Under the Conservative’s fixed-election law, which Harper ignored back in 2011, the next vote is scheduled for Oct. 19. Given recent practice, a typical five-week campaign should have kicked off in early September.
Now we are faced with a campaign lasting two-and-a-half months. There is no compelling reason for an election call now, and everyone knows that few people will be paying attention until the cottages are closed and the schools opened several weeks from now.
For Harper, however, there is one very compelling reason: money. He intends to buy, cheat and, if past practice is any indication, steal another term in power.
Under the Conservatives’ spectacularly misnamed Fair Elections Act, passed this past winter, the maximum campaign spending limit for each party is $25 million. But the Fair Elections Act provided for the limits to be increased if the campaign is longer than 37 days: for each additional day the limit is increased by 1/37th, or an extra $676,000.
And with a war chest twice the size of any competing party, the Conservatives will be able to bury Canadians under an avalanche of advertising. Expect most of that to come in the last few weeks of the campaign.
Taxpayers will be shelling out bigger bucks, too – millions in extra administrative costs and tens of millions more in rebates to parties and candidates for their inflated election expenses. Elections Canada estimates that a campaign of 37 days would cost roughly $375 million to administer. This one will be twice as long.
There’s another consideration. Even though, when he headed the right-wing corporate lobby group called the National Citizens Coalition, Harper advocated against limits on election spending by outside groups, that calculation has changed.
Many civil society groups, appalled by the policies wrought by the government on everyone from First Nations, community groups, anti-poverty organizations, environmentalists and union members – in other words, most Canadians – have been leading their own campaigns to encourage Canadians to vote Harper out. Once the writ is dropped however, they face severe limits on their spending and political activity.
All Canadians, but especially members of First Nations, need to pay close attention to Harper’s disastrous record. Then they need to show up and vote on Oct. 19.
For many, we know it won’t be easy. The Conservatives’ voter-suppression tactics will make it much more difficult. And the new law forbids Elections Canada even from encouraging people to vote.
Now, however, the stakes are too high to be apathetic. The Harper government is turning Canada into a rogue state internationally, and a police state at home. Anyone who opposes government policy may know, under Bill C-51, could now reasonably expect to be spied upon, arrested on the flimsiest of pretexts and detained for at least a week.
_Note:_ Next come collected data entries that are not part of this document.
//! Telegram bot handler tree configuration
//!
//! This module provides the main dispatcher schema for the Telegram bot.
//! The handlers are organized in a testable way, allowing integration tests
//! to use the same handler tree as production code.

mod schema;
mod types;

pub use schema::{schema, send_reply};
pub use types::{submitter_from_user, HandlerDeps, HandlerError};
//! Dispatcher schema and handler chain builders

use teloxide::dispatching::{UpdateFilterExt, UpdateHandler};
use teloxide::prelude::*;
use teloxide::types::{Message, ParseMode};

use super::types::{submitter_from_user, HandlerDeps, HandlerError};
use crate::conversation::types::{Input, Reply};
use crate::telegram::bot::{is_private_chat, Command};
use crate::telegram::keyboards::CallbackAction;
use crate::telegram::texts::{render, CopyContext};

/// Creates the main dispatcher schema for the Telegram bot.
///
/// The same tree runs in production and in the integration tests. Only
/// private chats reach the conversation; group messages (including the
/// moderation chat) fall through every branch.
pub fn schema(deps: HandlerDeps) -> UpdateHandler<HandlerError> {
    dptree::entry()
        .branch(command_handler(deps.clone()))
        .branch(message_handler(deps.clone()))
        .branch(callback_handler(deps))
}

/// Handler for bot commands (/start)
fn command_handler(deps: HandlerDeps) -> UpdateHandler<HandlerError> {
    Update::filter_message()
        .filter(|msg: Message| is_private_chat(&msg))
        .branch(dptree::entry().filter_command::<Command>().endpoint(
            move |bot: Bot, msg: Message, cmd: Command| {
                let deps = deps.clone();
                async move {
                    log::info!("Received command: {:?} from chat {}", cmd, msg.chat.id);

                    let Some(user) = msg.from.as_ref() else {
                        return Ok(());
                    };
                    let input = match cmd {
                        Command::Start => Input::Restart,
                    };
                    let reply = deps.conversation.handle(&submitter_from_user(user), input).await;
                    deliver(&bot, msg.chat.id, reply, &deps.copy).await;
                    Ok(())
                }
            },
        ))
}

/// Handler for text and non-text messages in private chats
fn message_handler(deps: HandlerDeps) -> UpdateHandler<HandlerError> {
    Update::filter_message()
        .filter(|msg: Message| is_private_chat(&msg))
        .endpoint(move |bot: Bot, msg: Message| {
            let deps = deps.clone();
            async move {
                let Some(user) = msg.from.as_ref() else {
                    return Ok(());
                };
                let input = match msg.text() {
                    Some(text) => Input::Text(text.to_string()),
                    None => Input::NonText,
                };

                let reply = deps.conversation.handle(&submitter_from_user(user), input).await;
                deliver(&bot, msg.chat.id, reply, &deps.copy).await;
                Ok(())
            }
        })
}

/// Handler for callback queries (inline keyboard buttons)
///
/// Every query is answered, even ignored ones, so the client stops its
/// loading indicator.
fn callback_handler(deps: HandlerDeps) -> UpdateHandler<HandlerError> {
    Update::filter_callback_query().endpoint(move |bot: Bot, q: CallbackQuery| {
        let deps = deps.clone();
        async move {
            if let Err(e) = bot.answer_callback_query(q.id.clone()).await {
                log::warn!("Failed to answer callback query {:?}: {}", q.id, e);
            }

            let Some(message) = q.message.as_ref() else {
                return Ok(());
            };
            let chat = message.chat();
            if !chat.is_private() {
                return Ok(());
            }

            let Some(action) = q.data.as_deref().and_then(CallbackAction::parse) else {
                log::debug!("Ignoring unknown callback data {:?} from user {}", q.data, q.from.id);
                return Ok(());
            };

            let reply = deps
                .conversation
                .handle(&submitter_from_user(&q.from), action.into_input())
                .await;
            deliver(&bot, chat.id, reply, &deps.copy).await;
            Ok(())
        }
    })
}

/// Sends the rendered reply, if any. Send failures are logged.
async fn deliver(bot: &Bot, chat_id: ChatId, reply: Option<Reply>, copy: &CopyContext) {
    let Some(reply) = reply else {
        return;
    };
    if let Err(e) = send_reply(bot, chat_id, &reply, copy).await {
        log::error!("Failed to send {:?} to chat {}: {}", reply, chat_id, e);
    }
}

pub async fn send_reply(
    bot: &Bot,
    chat_id: ChatId,
    reply: &Reply,
    copy: &CopyContext,
) -> Result<(), teloxide::RequestError> {
    let rendered = render(reply, copy);
    let request = bot.send_message(chat_id, rendered.text).parse_mode(ParseMode::Html);
    match rendered.keyboard {
        Some(keyboard) => request.reply_markup(keyboard).await?,
        None => request.await?,
    };
    Ok(())
}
Organizations opposed to environmental pillaging or corporate abuses are already being denounced as “terrorists,” finding themselves audited by Revenue Canada and being forced to publicly reveal their intimate financial details. And all this as wealth becomes concentrated in ever fewer hands and the vast majority find it more and more difficult to earn a living income.
This election will be the most important in a generation. It’s time for real change in Ottawa.